En début de semaine, le Pakistan a été agité par des manifestations violemment réprimées. Près de 1 000 personnes ont été arrêtées, des manifestants et des policiers sont morts. Des rassemblements qui exigeaient la libération de l’ex-Premier ministre Imran Khan avant de tourner à l’émeute urbaine ce mardi. Les écoles ont ouvert de nouveau et le calme est de retour à Islamabad où certains quartiers avaient subi des coupures partielles de connexion internet.
Les images impressionnantes des manifestations à D-Chowk, haut lieu de la contestation à Islamabad, ont fait resurgir aux yeux du monde, la crise politique latente qui agite le Pakistan.
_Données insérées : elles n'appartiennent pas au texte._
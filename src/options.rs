//! Engine connection options.
//!
//! Command-line flags take preference, then environment variables
//! (`DOCKER_HOST`, `DOCKER_CERT_PATH`, `DOCKER_TLS_VERIFY`), then
//! defaults. Resolution happens once, in `main`; the resolved options are
//! passed explicitly to whatever constructs the engine client.

use std::path::PathBuf;

const DEFAULT_SOCKET: &str = "unix:///var/run/docker.sock";
const DEFAULT_CA_CERT: &str = "ca.pem";
const DEFAULT_CLIENT_CERT: &str = "cert.pem";
const DEFAULT_CLIENT_KEY: &str = "key.pem";

/// Unresolved flag values, filled by the flag parser.
#[derive(Debug, Clone, Default)]
pub struct EngineFlags {
    pub host: Option<String>,
    pub use_tls: bool,
    pub verify_tls: bool,
    pub ca_cert: Option<String>,
    pub client_cert: Option<String>,
    pub client_key: Option<String>,
}

/// TLS material for the engine connection.
#[derive(Debug, Clone, Default)]
pub struct TlsOptions {
    pub verify: bool,
    pub ca_cert: Option<PathBuf>,
    pub client_cert: Option<PathBuf>,
    pub client_key: Option<PathBuf>,
}

/// Resolved engine connection options.
#[derive(Debug, Clone)]
pub struct EngineOptions {
    /// Daemon socket or host URL.
    pub host: String,
    /// TLS settings; `None` for plaintext sockets.
    pub tls: Option<TlsOptions>,
}

impl Default for EngineOptions {
    fn default() -> Self {
        EngineOptions {
            host: DEFAULT_SOCKET.to_string(),
            tls: None,
        }
    }
}

impl EngineOptions {
    /// Resolves flags against the process environment.
    pub fn resolve(flags: &EngineFlags) -> EngineOptions {
        let host = flags
            .host
            .clone()
            .or_else(|| std::env::var("DOCKER_HOST").ok().filter(|h| !h.is_empty()))
            .unwrap_or_else(|| DEFAULT_SOCKET.to_string());

        let env_verify = std::env::var("DOCKER_TLS_VERIFY")
            .map(|v| !v.is_empty())
            .unwrap_or(false);
        let tls = if flags.use_tls || flags.verify_tls || env_verify {
            let cert_dir = std::env::var("DOCKER_CERT_PATH")
                .ok()
                .filter(|p| !p.is_empty())
                .map(PathBuf::from)
                .or_else(|| dirs::home_dir().map(|h| h.join(".docker")));

            let locate = |explicit: &Option<String>, default_name: &str| -> Option<PathBuf> {
                if let Some(path) = explicit {
                    return Some(PathBuf::from(path));
                }
                let candidate = cert_dir.as_ref()?.join(default_name);
                candidate.exists().then_some(candidate)
            };

            Some(TlsOptions {
                verify: flags.verify_tls || env_verify,
                ca_cert: locate(&flags.ca_cert, DEFAULT_CA_CERT),
                client_cert: locate(&flags.client_cert, DEFAULT_CLIENT_CERT),
                client_key: locate(&flags.client_key, DEFAULT_CLIENT_KEY),
            })
        } else {
            None
        };

        EngineOptions { host, tls }
    }

    /// Options for the nested daemon's default local socket.
    pub fn local() -> EngineOptions {
        EngineOptions::default()
    }
}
Depuis l’arrestation d’Imran Khan en mai 2023, ses partisans réclament sa libération.
L’ex-Premier ministre garde une forte influence dans le pays. Son parti, Pakistan Tehreek-e-Insaf ou PTI (Mouvement du Pakistan pour la justice) a remporté les dernières élections législatives en février, malgré l’interdiction des candidats du PTI de se présenter pour le parti. Une victoire courte qui a permis au pouvoir en place de maintenir sa coalition. Et ce scrutin, entaché de fraude, a été qualifié de « plus grand vol d’un mandat public » par Imran Khan, dans le viseur de la justice pour une centaine d’affaires. Depuis sa cellule, il a exhorté ses partisans à descendre dans la rue pour faire pression sur les autorités et obtenir sa libération.
« Conteneristan »
Dimanche 24, des milliers de manifestants ont débuté une longue marche depuis Peshawar, la capitale de la province du la province de Khyber Pakhtunkhwa, dirigée par un membre du PTI. Bushra Bibi, femme de l’ancien Premier ministre de 2018 à 2022 a pris la tête de la contestation. Fraîchement sortie de prison, cette figure controversée au Pakistan a mené les convois arrivés à Islamabad mardi. L’objectif affiché était d’atteindre la place D-Chow, proche du parlement et du siège de plusieurs bâtiments des autorités, afin d’organiser un sit-in (rassemblement pacifique où les participants restent assis).
En arrivant dans la capitale, la dizaine de milliers de manifestants a trouvé Islamabad bouclée à double tour.
Écoles fermées, coupures de la connexion mobile et wifi dans certaines zones, conteneurs empilés par les 20 000 forces de l’ordre déployées pour bloquer le cortège. Un dispositif moqué par certains, le quotidien anglophone de référence, Dawn, utilisé le terme de « conteneristan » pour évoquer cet état de siège qui ne dit pas son nom.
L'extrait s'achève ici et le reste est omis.